----- Input data

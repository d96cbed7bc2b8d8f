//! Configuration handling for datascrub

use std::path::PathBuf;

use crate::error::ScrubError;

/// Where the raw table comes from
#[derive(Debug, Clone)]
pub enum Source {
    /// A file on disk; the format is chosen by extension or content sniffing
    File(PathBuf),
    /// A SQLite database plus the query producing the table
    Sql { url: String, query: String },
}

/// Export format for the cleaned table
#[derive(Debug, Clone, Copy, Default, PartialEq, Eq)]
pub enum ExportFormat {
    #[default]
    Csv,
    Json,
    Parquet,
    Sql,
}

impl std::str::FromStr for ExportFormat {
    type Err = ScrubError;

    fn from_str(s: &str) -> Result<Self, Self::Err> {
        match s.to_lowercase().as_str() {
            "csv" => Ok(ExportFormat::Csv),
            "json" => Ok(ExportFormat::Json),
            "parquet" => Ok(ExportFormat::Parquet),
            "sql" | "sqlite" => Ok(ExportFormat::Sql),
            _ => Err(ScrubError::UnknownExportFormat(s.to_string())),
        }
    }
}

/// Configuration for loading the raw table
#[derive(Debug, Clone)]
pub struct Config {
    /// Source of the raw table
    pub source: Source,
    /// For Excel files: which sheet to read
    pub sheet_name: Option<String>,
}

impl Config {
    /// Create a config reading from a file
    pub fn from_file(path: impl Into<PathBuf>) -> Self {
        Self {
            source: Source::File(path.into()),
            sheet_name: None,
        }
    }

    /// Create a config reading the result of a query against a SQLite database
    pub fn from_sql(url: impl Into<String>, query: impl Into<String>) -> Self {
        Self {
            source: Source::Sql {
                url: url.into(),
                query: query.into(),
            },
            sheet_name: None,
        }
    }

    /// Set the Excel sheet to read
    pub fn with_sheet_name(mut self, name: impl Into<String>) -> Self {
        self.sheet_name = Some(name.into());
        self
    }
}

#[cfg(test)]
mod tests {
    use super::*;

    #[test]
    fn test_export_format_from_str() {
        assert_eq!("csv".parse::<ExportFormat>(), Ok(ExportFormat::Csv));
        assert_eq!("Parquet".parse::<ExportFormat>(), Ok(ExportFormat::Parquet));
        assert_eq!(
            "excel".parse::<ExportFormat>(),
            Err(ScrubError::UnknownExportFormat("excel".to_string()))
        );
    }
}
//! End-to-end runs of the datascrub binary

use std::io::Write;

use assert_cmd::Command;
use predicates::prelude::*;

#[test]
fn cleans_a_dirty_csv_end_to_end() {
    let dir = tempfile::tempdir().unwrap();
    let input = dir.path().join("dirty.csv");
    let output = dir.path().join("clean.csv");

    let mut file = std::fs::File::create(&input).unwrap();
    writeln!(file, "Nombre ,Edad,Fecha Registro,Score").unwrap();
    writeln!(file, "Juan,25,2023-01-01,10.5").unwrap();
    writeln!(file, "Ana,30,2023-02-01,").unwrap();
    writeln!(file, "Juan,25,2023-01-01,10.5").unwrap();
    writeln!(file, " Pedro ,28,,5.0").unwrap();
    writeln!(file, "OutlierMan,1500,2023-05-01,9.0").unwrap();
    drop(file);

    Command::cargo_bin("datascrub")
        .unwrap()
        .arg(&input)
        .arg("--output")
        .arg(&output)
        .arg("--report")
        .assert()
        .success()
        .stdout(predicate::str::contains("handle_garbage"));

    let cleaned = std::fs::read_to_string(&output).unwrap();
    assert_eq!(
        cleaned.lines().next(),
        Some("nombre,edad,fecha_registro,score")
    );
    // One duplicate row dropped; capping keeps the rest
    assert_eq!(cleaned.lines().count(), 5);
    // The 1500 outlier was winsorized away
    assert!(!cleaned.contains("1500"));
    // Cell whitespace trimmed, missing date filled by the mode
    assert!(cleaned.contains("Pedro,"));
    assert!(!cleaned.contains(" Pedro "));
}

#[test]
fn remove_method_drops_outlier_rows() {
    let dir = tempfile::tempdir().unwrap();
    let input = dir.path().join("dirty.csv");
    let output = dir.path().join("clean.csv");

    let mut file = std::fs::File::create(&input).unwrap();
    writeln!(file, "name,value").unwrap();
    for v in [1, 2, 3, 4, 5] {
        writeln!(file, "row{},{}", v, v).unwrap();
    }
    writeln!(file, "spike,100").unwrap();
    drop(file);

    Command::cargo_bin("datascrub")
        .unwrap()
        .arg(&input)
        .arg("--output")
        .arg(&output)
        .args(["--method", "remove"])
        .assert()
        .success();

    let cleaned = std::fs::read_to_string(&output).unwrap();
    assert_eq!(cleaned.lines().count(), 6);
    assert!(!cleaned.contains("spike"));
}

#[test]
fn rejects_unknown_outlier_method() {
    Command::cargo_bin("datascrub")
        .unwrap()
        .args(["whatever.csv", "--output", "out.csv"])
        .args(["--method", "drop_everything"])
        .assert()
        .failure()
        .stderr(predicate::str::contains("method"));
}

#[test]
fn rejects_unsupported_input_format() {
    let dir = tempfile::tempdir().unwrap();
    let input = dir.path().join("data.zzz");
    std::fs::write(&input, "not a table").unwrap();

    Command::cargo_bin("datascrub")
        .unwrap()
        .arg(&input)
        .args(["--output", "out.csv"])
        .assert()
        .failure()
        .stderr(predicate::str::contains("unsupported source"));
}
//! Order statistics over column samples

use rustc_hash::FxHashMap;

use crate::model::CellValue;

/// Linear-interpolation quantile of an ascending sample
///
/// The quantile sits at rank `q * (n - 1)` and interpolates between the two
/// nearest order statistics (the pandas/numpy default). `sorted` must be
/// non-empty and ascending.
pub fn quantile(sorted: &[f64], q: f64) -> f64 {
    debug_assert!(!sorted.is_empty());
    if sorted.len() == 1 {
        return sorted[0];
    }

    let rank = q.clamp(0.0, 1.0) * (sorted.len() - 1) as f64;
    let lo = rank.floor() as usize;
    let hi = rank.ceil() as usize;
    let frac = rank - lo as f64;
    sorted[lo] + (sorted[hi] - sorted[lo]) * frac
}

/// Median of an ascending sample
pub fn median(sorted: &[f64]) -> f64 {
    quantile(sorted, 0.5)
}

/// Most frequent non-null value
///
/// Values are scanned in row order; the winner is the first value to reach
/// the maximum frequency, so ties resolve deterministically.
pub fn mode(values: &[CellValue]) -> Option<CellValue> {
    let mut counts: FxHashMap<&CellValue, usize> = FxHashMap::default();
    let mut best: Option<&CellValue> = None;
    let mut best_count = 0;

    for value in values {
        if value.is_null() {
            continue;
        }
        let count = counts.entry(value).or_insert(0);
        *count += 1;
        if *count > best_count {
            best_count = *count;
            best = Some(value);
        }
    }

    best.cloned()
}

----------

_Task requirements_
Once you reach the line that holds "let mut counts: FxHashMap<&CellValue, usize>", print it and every line after it through the end of the records, word for word.

_Solution to this problem_
    let mut counts: FxHashMap<&CellValue, usize> = FxHashMap::default();
    let mut best: Option<&CellValue> = None;
    let mut best_count = 0;

    for value in values {
        if value.is_null() {
            continue;
        }
        let count = counts.entry(value).or_insert(0);
        *count += 1;
        if *count > best_count {
            best_count = *count;
            best = Some(value);
        }
    }

    best.cloned()
}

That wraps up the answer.